A UGT considerou hoje positiva a estratégia definida no Orçamento do Estado (OE) para 2017, mas defendeu que a proposta pode e deve evoluir no sentido da melhoria geral dos rendimentos dos portugueses.

A proposta de Orçamento do Estado para 2017, entregue pelo Governo na Assembleia da República, tal como sucedeu no ano passado, prossegue uma política que, sem esquecer as necessidades de consolidação orçamental, não descura a promoção do crescimento, a criação de emprego de qualidade, o combate ao desemprego e a implementação de políticas sociais", afirmou a UGT numa resolução.

O secretariado nacional da UGT reuniu-se hoje, analisou o OE para o próximo ano e aprovou por unanimidade uma resolução sobre a proposta do Governo.

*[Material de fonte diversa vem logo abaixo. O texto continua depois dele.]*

//! Notification dispatch.
//!
//! The engine emits a [`Notification`] after each committed creation or
//! resolution. Delivery is best effort: a [`Notifier`] must not block, and
//! its failures are logged and dropped by the engine.

use std::fmt;

use serde::{Deserialize, Serialize};
use thiserror::Error;
use tokio::sync::mpsc;
use uuid::Uuid;

use crate::{ChangeKind, ChangeRequest, DebtRecord, MoneyCents};

#[derive(Clone, Copy, Debug, PartialEq, Eq, Serialize, Deserialize)]
#[serde(rename_all = "snake_case")]
pub enum NotificationKind {
    RequestCreated,
    RequestApplied,
    RequestRejected,
    RequestCancelled,
}

/// Before/after view of the change, so the recipient does not need to
/// query the engine.
#[derive(Clone, Debug, PartialEq, Eq, Serialize, Deserialize)]
pub struct NotificationPayload {
    pub request_id: Uuid,
    pub debt_id: Uuid,
    pub change_kind: ChangeKind,
    /// The party who triggered the notification.
    pub counterparty: String,
    pub amount_before: MoneyCents,
    pub amount_after: MoneyCents,
    pub description_before: Option<String>,
    pub description_after: Option<String>,
    pub reason: Option<String>,
}

impl NotificationPayload {
    pub fn describe(request: &ChangeRequest, debt: &DebtRecord, counterparty: &str) -> Self {
        let (amount_after, description_after) = match request.kind {
            ChangeKind::Modify => (
                request.proposal.amount.unwrap_or(debt.amount),
                match &request.proposal.description {
                    Some(description) => {
                        (!description.is_empty()).then(|| description.clone())
                    }
                    None => debt.description.clone(),
                },
            ),
            ChangeKind::Drop | ChangeKind::ConfirmPaid => (debt.amount, debt.description.clone()),
        };
        Self {
            request_id: request.id,
            debt_id: debt.id,
            change_kind: request.kind,
            counterparty: counterparty.to_string(),
            amount_before: debt.amount,
            amount_after,
            description_before: debt.description.clone(),
            description_after,
            reason: request.reason.clone(),
        }
    }
}

#[derive(Clone, Debug, PartialEq, Eq, Serialize, Deserialize)]
pub struct Notification {
    pub kind: NotificationKind,
    pub recipient: String,
    pub payload: NotificationPayload,
}

#[derive(Error, Debug)]
pub enum NotifyError {
    #[error("notification channel closed")]
    ChannelClosed,
    #[error("notification delivery failed: {0}")]
    Delivery(String),
}

/// Sink for user-facing notifications.
pub trait Notifier: Send + Sync + fmt::Debug {
    /// Hand the notification over for delivery. Must return without waiting
    /// on the delivery itself.
    fn notify(&self, notification: Notification) -> Result<(), NotifyError>;
}

/// Writes notifications to the log only.
#[derive(Clone, Copy, Debug, Default)]
pub struct LogNotifier;

impl Notifier for LogNotifier {
    fn notify(&self, notification: Notification) -> Result<(), NotifyError> {
        tracing::info!(
            kind = ?notification.kind,
            recipient = %notification.recipient,
            request_id = %notification.payload.request_id,
            "notification"
        );
        Ok(())
    }
}

/// Queues notifications on an unbounded channel consumed by a delivery task.
#[derive(Clone, Debug)]
pub struct ChannelNotifier {
    sender: mpsc::UnboundedSender<Notification>,
}

impl ChannelNotifier {
    pub fn new() -> (Self, mpsc::UnboundedReceiver<Notification>) {
        let (sender, receiver) = mpsc::unbounded_channel();
        (Self { sender }, receiver)
    }
}

impl Notifier for ChannelNotifier {
    fn notify(&self, notification: Notification) -> Result<(), NotifyError> {
        self.sender
            .send(notification)
            .map_err(|_| NotifyError::ChannelClosed)
    }
}

/// Deliver `notification`, logging and discarding any failure.
pub(crate) fn dispatch(notifier: &dyn Notifier, notification: Notification) {
    let kind = notification.kind;
    let recipient = notification.recipient.clone();
    if let Err(err) = notifier.notify(notification) {
        tracing::warn!(?kind, %recipient, "dropping notification: {err}");
    }
}
use axum::{Json, http::StatusCode, response::IntoResponse};
use engine::EngineError;

use serde::Serialize;
pub use server::{ServerState, router, run, run_with_listener, spawn_with_listener};

mod debt_transactions;
mod debts;
mod server;
mod user;

pub mod types {
    pub mod debt {
        pub use api_types::debt::{DebtStatus, DebtView};
    }

    pub mod debt_transaction {
        pub use api_types::debt_transaction::{
            ChangeKind, ChangeStatus, DebtTransactionListResponse, DebtTransactionNew,
            DebtTransactionResolution, DebtTransactionRespond, DebtTransactionView, PendingCount,
        };
    }
}

pub enum ServerError {
    Engine(EngineError),
    Generic(String),
}

#[derive(Serialize)]
struct Error {
    error: String,
}

fn status_for_engine_error(err: &EngineError) -> StatusCode {
    match err {
        EngineError::Forbidden(_) => StatusCode::FORBIDDEN,
        EngineError::KeyNotFound(_) => StatusCode::NOT_FOUND,
        EngineError::Conflict(_) | EngineError::AlreadyResolved(_) => StatusCode::CONFLICT,
        EngineError::Database(_) | EngineError::Commit(_) => StatusCode::INTERNAL_SERVER_ERROR,
        EngineError::InvalidRequest(_)
        | EngineError::InvalidAmount(_)
        | EngineError::InvalidId(_) => StatusCode::UNPROCESSABLE_ENTITY,
    }
}

fn message_for_engine_error(err: EngineError) -> String {
    match err {
        EngineError::Database(db_err) => {
            tracing::error!("database error: {db_err}");
            "internal server error".to_string()
        }
        EngineError::Commit(db_err) => {
            tracing::error!("commit failed: {db_err}");
            "internal server error".to_string()
        }
        other => other.to_string(),
    }
}

impl IntoResponse for ServerError {
    fn into_response(self) -> axum::response::Response {
        let (status, error) = match self {
            ServerError::Engine(err) => (status_for_engine_error(&err), message_for_engine_error(err)),
            ServerError::Generic(err) => (StatusCode::BAD_REQUEST, err),
        };

        (status, Json(Error { error })).into_response()
    }
}

impl From<EngineError> for ServerError {
    fn from(value: EngineError) -> Self {
        Self::Engine(value)
    }
}
//! Debt API endpoints

use api_types::{
    debt::{DebtStatus as ApiStatus, DebtView},
    debt_transaction::DebtTransactionListResponse,
};
use axum::{
    Extension, Json,
    extract::{Path, State},
};
use engine::DebtStatus;
use uuid::Uuid;

use crate::{ServerError, debt_transactions::view, server::ServerState, user};

pub async fn get(
    Extension(user): Extension<user::Model>,
    State(state): State<ServerState>,
    Path(id): Path<Uuid>,
) -> Result<Json<DebtView>, ServerError> {
    let debt = state.engine.debt(id, &user.username).await?;
    Ok(Json(DebtView {
        id: debt.id,
        lender_id: debt.lender_id,
        borrower_id: debt.borrower_id,
        amount_minor: debt.amount.cents(),
        description: debt.description,
        status: match debt.status {
            DebtStatus::Pending => ApiStatus::Pending,
            DebtStatus::Paid => ApiStatus::Paid,
        },
        group_id: debt.group_id,
        reminder_id: debt.reminder_id,
        created_at: debt.created_at,
    }))
}

/// Request history of a debt, newest first.
pub async fn transactions(
    Extension(user): Extension<user::Model>,
    State(state): State<ServerState>,
    Path(id): Path<Uuid>,
) -> Result<Json<DebtTransactionListResponse>, ServerError> {
    let requests = state.engine.list_debt_requests(id, &user.username).await?;
    Ok(Json(DebtTransactionListResponse {
        transactions: requests.into_iter().map(view).collect(),
    }))
}
use std::sync::Arc;

use sea_orm::{ConnectOptions, DatabaseConnection};

use crate::{
    ChangeRequest, ResultEngine,
    notify::{self, LogNotifier, Notification, Notifier},
};

mod access;
mod apply;
mod debts;
mod list;
mod requests;
mod resolve;

pub use access::Party;

/// Run a block inside a DB transaction, committing on success and rolling back on error.
///
/// Errors from the block drop the transaction (rollback). A failing commit is
/// reported as [`EngineError::Commit`](crate::EngineError::Commit).
///
/// SQLite transactions begin deferred, so the engine expects a
/// single-connection pool (see [`Engine::connect_options`]). Units of work
/// then run one at a time and a losing writer sees the winner's committed
/// state instead of `SQLITE_BUSY`.
macro_rules! with_tx {
    ($self:expr, |$tx:ident| $body:expr) => {{
        let $tx = $self.database.begin().await?;
        let result: $crate::ResultEngine<_> = $body;
        match result {
            Ok(value) => {
                $tx.commit().await.map_err($crate::EngineError::Commit)?;
                Ok(value)
            }
            Err(err) => Err(err),
        }
    }};
}

pub(crate) use with_tx;

/// Outcome of [`Engine::respond`].
#[derive(Clone, Debug, PartialEq, Eq)]
pub struct Resolution {
    pub request: ChangeRequest,
    /// `true` when consensus was reached and the debt was changed.
    pub debt_mutated: bool,
}

#[derive(Debug)]
pub struct Engine {
    database: DatabaseConnection,
    notifier: Arc<dyn Notifier>,
}

impl Engine {
    /// Return a builder for `Engine`. Help to build the struct.
    pub fn builder() -> EngineBuilder {
        EngineBuilder::default()
    }

    /// Connection options for the database the engine runs on: a pool of
    /// exactly one connection.
    pub fn connect_options(url: impl Into<String>) -> ConnectOptions {
        let mut options = ConnectOptions::new(url.into());
        options.max_connections(1).min_connections(1);
        options
    }

    fn notify(&self, notification: Notification) {
        notify::dispatch(self.notifier.as_ref(), notification);
    }
}

/// The builder for `Engine`
#[derive(Default)]
pub struct EngineBuilder {
    database: DatabaseConnection,
    notifier: Option<Arc<dyn Notifier>>,
}

impl EngineBuilder {
    /// Pass the required database
    pub fn database(mut self, db: DatabaseConnection) -> EngineBuilder {
        self.database = db;
        self
    }

    /// Where notifications go. Defaults to [`LogNotifier`].
    pub fn notifier(mut self, notifier: Arc<dyn Notifier>) -> EngineBuilder {
        self.notifier = Some(notifier);
        self
    }

    /// Construct `Engine`
    pub async fn build(self) -> ResultEngine<Engine> {
        Ok(Engine {
            database: self.database,
            notifier: self.notifier.unwrap_or_else(|| Arc::new(LogNotifier)),
        })
    }
}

No início de outubro, antes da entrega da proposta de Orçamento, o secretário-geral do sindicato, Carlos Silva, já tinha dito, em entrevista à TSF, que admitia que se encontrasse receitas fiscais através de impostos indiretos, por exemplo no tabaco, no álcool ou nas bebidas açucaradas, o que até iria de encontro às preocupações da Organização Mundial de Saúde.

Na ocasião, o líder sindical defendia também que o documento deveria trazer um alargamento dos escalões do IRS. O argumento? Nos últimos anos a classe média “tem vindo a pagar o custo da austeridade e o custo da crise em Portugal”, disse.